1.  I use three blankets on cold winter nights.                                   OK
2.  *I use three blankets on nights.                                                   NOT OK
3.  I used three blankets on those nights. (previously specified)         OK
4.  I use three blankets on nights when it is cold.                              OK
5.  It happened on a dark night.                                                      OK
6.  *It happened on a night.                                                            NOT OK
7.  It happened on a night that was remembered by all.                    OK
8.  It happened on a night in May.                                                   OK
9.  It happened on a night of suffocating darkness.                           OK

            Sentences 1 and 5 clearly show adjectives modifying 'night.'  Sentences 4 and 7 have adjective clauses that follow and modify 'night.'  Sentences 3, 8, and 9 have adjective-like specifiers that more specifically identify the night(s).  In contrast, sentences 2 and 6 do not have any such adjectives or specifiers and are thus ungrammatical or sound wrong to native speakers.
            What a peculiar rule!  Yet typical of thousands!  And how many English books explain that the preposition 'on' can take 'night' as its object only if accompanied by adjectives/specifiers? None!  because native speakers already know that rule ... in their subconscious minds ... though their conscious minds do not know that they know it.  Yet that is only begins the prepositional intricacies involving the noun 'night' as object.  Note that 'in' does not require adjectives like 'on' does.
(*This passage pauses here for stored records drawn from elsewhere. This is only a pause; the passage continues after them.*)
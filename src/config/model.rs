//! Typed mod configuration.
//!
//! Values of these types are only produced by the parser in
//! [`super::parse`], so every [`ModConfig`] in circulation already satisfies
//! its invariants: the loader and platforms are members of their closed
//! enums, the Minecraft version is non-empty and every slug is non-empty.

use serde::Serialize;
use std::fmt;
use std::str::FromStr;

/// The version constraint assumed when a mod entry does not declare one.
pub const DEFAULT_VERSION: &str = "latest";

/// Mod loader the server runs.
#[derive(Debug, Clone, Copy, PartialEq, Eq, Hash, Serialize)]
#[serde(rename_all = "lowercase")]
pub enum ModLoader {
    Forge,
    Fabric,
}

impl ModLoader {
    /// The lowercase name used in documents and remote queries.
    pub fn as_str(&self) -> &'static str {
        match self {
            ModLoader::Forge => "forge",
            ModLoader::Fabric => "fabric",
        }
    }
}

impl fmt::Display for ModLoader {
    fn fmt(&self, f: &mut fmt::Formatter<'_>) -> fmt::Result {
        f.write_str(self.as_str())
    }
}

impl FromStr for ModLoader {
    type Err = String;

    fn from_str(s: &str) -> Result<Self, Self::Err> {
        match s {
            "forge" => Ok(ModLoader::Forge),
            "fabric" => Ok(ModLoader::Fabric),
            other => Err(other.to_string()),
        }
    }
}

/// Catalog a mod is fetched from.
#[derive(Debug, Clone, Copy, PartialEq, Eq, Hash, Serialize)]
#[serde(rename_all = "lowercase")]
pub enum Platform {
    Modrinth,
    #[serde(rename = "curseforge")]
    CurseForge,
}

impl Platform {
    /// The lowercase name used in documents.
    pub fn as_str(&self) -> &'static str {
        match self {
            Platform::Modrinth => "modrinth",
            Platform::CurseForge => "curseforge",
        }
    }
}

impl fmt::Display for Platform {
    fn fmt(&self, f: &mut fmt::Formatter<'_>) -> fmt::Result {
        match self {
            Platform::Modrinth => f.write_str("Modrinth"),
            Platform::CurseForge => f.write_str("CurseForge"),
        }
    }
}

impl FromStr for Platform {
    type Err = String;

    fn from_str(s: &str) -> Result<Self, Self::Err> {
        match s {
            "modrinth" => Ok(Platform::Modrinth),
            "curseforge" => Ok(Platform::CurseForge),
            other => Err(other.to_string()),
        }
    }
}

/// A single mod to download.
#[derive(Debug, Clone, PartialEq, Eq, Serialize)]
pub struct ModEntry {
    platform: Platform,
    slug: String,
    version: String,
}

impl ModEntry {
    pub(crate) fn new(platform: Platform, slug: String, version: String) -> Self {
        Self {
            platform,
            slug,
            version,
        }
    }

    /// Catalog this mod comes from.
    pub fn platform(&self) -> Platform {
        self.platform
    }

    /// Identifier of the mod on its platform.
    pub fn slug(&self) -> &str {
        &self.slug
    }

    /// Declared version constraint, `"latest"` unless the document says otherwise.
    pub fn version(&self) -> &str {
        &self.version
    }
}

/// A validated mod list for one server.
#[derive(Debug, Clone, PartialEq, Eq, Serialize)]
pub struct ModConfig {
    mod_loader: ModLoader,
    minecraft_version: String,
    mods: Vec<ModEntry>,
}

impl ModConfig {
    pub(crate) fn new(mod_loader: ModLoader, minecraft_version: String, mods: Vec<ModEntry>) -> Self {
        Self {
            mod_loader,
            minecraft_version,
            mods,
        }
    }

    pub fn mod_loader(&self) -> ModLoader {
        self.mod_loader
    }

    pub fn minecraft_version(&self) -> &str {
        &self.minecraft_version
    }

    /// The mods in declared order.
    pub fn mods(&self) -> &[ModEntry] {
        &self.mods
    }
}

#[cfg(test)]
mod tests {
    use super::*;

    #[test]
    fn test_loader_round_trips_through_str() {
        assert_eq!("forge".parse::<ModLoader>(), Ok(ModLoader::Forge));
        assert_eq!("fabric".parse::<ModLoader>(), Ok(ModLoader::Fabric));
        assert_eq!(ModLoader::Fabric.to_string(), "fabric");
    }

    #[test]
    fn test_loader_names_are_case_sensitive() {
        assert_eq!("Forge".parse::<ModLoader>(), Err("Forge".to_string()));
        assert!("quilt".parse::<ModLoader>().is_err());
    }

    #[test]
    fn test_platform_parse_and_display() {
        assert_eq!("curseforge".parse::<Platform>(), Ok(Platform::CurseForge));
        assert_eq!(Platform::CurseForge.as_str(), "curseforge");
        assert_eq!(Platform::CurseForge.to_string(), "CurseForge");
        assert!("github".parse::<Platform>().is_err());
    }

    #[test]
    fn test_platform_serializes_lowercase() {
        let json = serde_json::to_string(&Platform::CurseForge).unwrap();
        assert_eq!(json, "\"curseforge\"");
    }
}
10.  I wake up in the night.                 OK
11.  *I wake up on the night.             NOT OK

However, 'in' does require 'the.'
12.  I wake up in the night.                 OK
13.  *I wake up in night.                     NOT OK       

On the other hand, 'at' does not allow 'the.'
14.  *I wake up at the night.               NOT OK
15.  I wake up at night.                       OK

            The above sentences reveal four prepositional intricacies with regard to only one noun as object of a preposition.  The unacceptable (asterisked) structures are typical of what ESL students produce, and understandably so, since acceptable structures exist parallel to them.  Yet we native speakers of English know all that detail, not by any conscious awareness nor from instruction, but by our subconscious minds sifting through and figuring out the acceptable structural details from thousands of sentences heard through childhood. 
            Another ESL error (16b below) found in student writing highlights an additional item of subconscious knowledge that we native speakers take for granted.  In English we use different structures for questions as opposed to statements: ‘he went’ vs. ‘did he go?’   While they do not know it consciously, native speakers of English subconsciously know that ‘not only...’ often triggers question-like structures even in statements:
He went.                     (statement structure)
Did he go?                  (question structure)
16a.     Not only did he go, but he took me with him.
16b.     *Not only he went, but he took me with him.
17a.     Not only am I cold, but I'm hungry too.
17b.     *Not only I am cold, but I'm hungry too.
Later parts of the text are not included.